Task requirements: Copy out the listing beneath, missing nothing.

Supplied data:
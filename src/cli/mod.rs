// src/cli/mod.rs
use std::error::Error;
use std::path::{Path, PathBuf};
use clap::Parser;

pub mod commands;
pub mod menu;
pub mod handlers;

pub use commands::CliCommand;

use crate::core::Config;
use crate::generators::PasswordGenerator;
use crate::models::GeneratedBatch;
use crate::wordlist::{transfer::DEFAULT_EXPORT_FILE, WordListStore};

#[derive(Parser, Debug)]
#[command(author, version, about, long_about = None)]
pub struct Args {
    /// Directory holding the custom word list and preferences
    #[arg(long, env = "GENPASS_DATA_DIR")]
    pub data_dir: Option<PathBuf>,

    /// Command to execute
    #[command(subcommand)]
    pub command: Option<CliCommand>,
}

fn print_strength(password: &str) {
    let report = handlers::handle_score(password);
    println!("Strength: {}", report.label());
    for tip in report.feedback() {
        println!("  • {}", tip);
    }
}

fn print_batch(batch: &GeneratedBatch, output: Option<&Path>) -> Result<(), Box<dyn Error>> {
    let text = batch.to_string();
    println!("{}", text);
    print_strength(&text);
    if let Some(path) = output {
        handlers::save_batch(batch, path)?;
        println!("✅ Saved to {}", path.display());
    }
    Ok(())
}

pub async fn run_command(command: CliCommand, store: &WordListStore, mut config: Config) -> Result<(), Box<dyn Error>> {
    let mut generator = PasswordGenerator::new().with_settings(config.composer);

    match command {
        CliCommand::Words(args) => {
            let batch = handlers::handle_words(&mut generator, store, &config, &args)?;
            print_batch(&batch, args.output.as_deref())?;
        }
        CliCommand::Chars(args) => {
            let batch = handlers::handle_chars(&mut generator, store, &config, &args)?;
            print_batch(&batch, args.output.as_deref())?;
        }
        CliCommand::Score { password } => {
            print_strength(&password);
        }
        CliCommand::List => {
            let options = handlers::handle_list(store)?;
            if options.is_empty() {
                println!("Custom word list is empty.");
            }
            for opt in options {
                println!("{:<20} {}", opt.text, opt.weight);
            }
        }
        CliCommand::Add { text, weight } => {
            let options = handlers::handle_add(store, &text, weight)?;
            println!("✅ '{}' saved ({} words in custom list)", text, options.len());
        }
        CliCommand::Remove { text } => {
            if handlers::handle_remove(store, &text)? {
                println!("✅ '{}' removed", text);
            } else {
                println!("❌ '{}' is not in the custom list", text);
            }
        }
        CliCommand::Clear => {
            store.clear()?;
            println!("✅ Custom word list cleared");
        }
        CliCommand::Import { path } => {
            let count = handlers::handle_import(store, &path)?;
            println!("✅ Imported {} words from {}", count, path.display());
        }
        CliCommand::Export { path } => {
            let path = path.unwrap_or_else(|| PathBuf::from(DEFAULT_EXPORT_FILE));
            let count = handlers::handle_export(store, &path)?;
            println!("✅ Exported {} words to {}", count, path.display());
        }
        CliCommand::Serve { port } => {
            if let Some(port) = port {
                config.web_port = port;
            }
            println!("🚀 API server starting on {}:{}", config.web_address, config.web_port);
            crate::api::start_server(config).await?;
        }
    }

    Ok(())
}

Answer below:
filename src/cli/mod.rs
// src/cli/mod.rs
use std::error::Error;
use std::path::{Path, PathBuf};
use clap::Parser;

pub mod commands;
pub mod menu;
pub mod handlers;

pub use commands::CliCommand;

use crate::core::Config;
use crate::generators::PasswordGenerator;
use crate::models::GeneratedBatch;
use crate::wordlist::{transfer::DEFAULT_EXPORT_FILE, WordListStore};

#[derive(Parser, Debug)]
#[command(author, version, about, long_about = None)]
pub struct Args {
    /// Directory holding the custom word list and preferences
    #[arg(long, env = "GENPASS_DATA_DIR")]
    pub data_dir: Option<PathBuf>,

    /// Command to execute
    #[command(subcommand)]
    pub command: Option<CliCommand>,
}

fn print_strength(password: &str) {
    let report = handlers::handle_score(password);
    println!("Strength: {}", report.label());
    for tip in report.feedback() {
        println!("  • {}", tip);
    }
}

fn print_batch(batch: &GeneratedBatch, output: Option<&Path>) -> Result<(), Box<dyn Error>> {
    let text = batch.to_string();
    println!("{}", text);
    print_strength(&text);
    if let Some(path) = output {
        handlers::save_batch(batch, path)?;
        println!("✅ Saved to {}", path.display());
    }
    Ok(())
}

pub async fn run_command(command: CliCommand, store: &WordListStore, mut config: Config) -> Result<(), Box<dyn Error>> {
    let mut generator = PasswordGenerator::new().with_settings(config.composer);

    match command {
        CliCommand::Words(args) => {
            let batch = handlers::handle_words(&mut generator, store, &config, &args)?;
            print_batch(&batch, args.output.as_deref())?;
        }
        CliCommand::Chars(args) => {
            let batch = handlers::handle_chars(&mut generator, store, &config, &args)?;
            print_batch(&batch, args.output.as_deref())?;
        }
        CliCommand::Score { password } => {
            print_strength(&password);
        }
        CliCommand::List => {
            let options = handlers::handle_list(store)?;
            if options.is_empty() {
                println!("Custom word list is empty.");
            }
            for opt in options {
                println!("{:<20} {}", opt.text, opt.weight);
            }
        }
        CliCommand::Add { text, weight } => {
            let options = handlers::handle_add(store, &text, weight)?;
            println!("✅ '{}' saved ({} words in custom list)", text, options.len());
        }
        CliCommand::Remove { text } => {
            if handlers::handle_remove(store, &text)? {
                println!("✅ '{}' removed", text);
            } else {
                println!("❌ '{}' is not in the custom list", text);
            }
        }
        CliCommand::Clear => {
            store.clear()?;
            println!("✅ Custom word list cleared");
        }
        CliCommand::Import { path } => {
            let count = handlers::handle_import(store, &path)?;
            println!("✅ Imported {} words from {}", count, path.display());
        }
        CliCommand::Export { path } => {
            let path = path.unwrap_or_else(|| PathBuf::from(DEFAULT_EXPORT_FILE));
            let count = handlers::handle_export(store, &path)?;
            println!("✅ Exported {} words to {}", count, path.display());
        }
        CliCommand::Serve { port } => {
            if let Some(port) = port {
                config.web_port = port;
            }
            println!("🚀 API server starting on {}:{}", config.web_address, config.web_port);
            crate::api::start_server(config).await?;
        }
    }

    Ok(())
}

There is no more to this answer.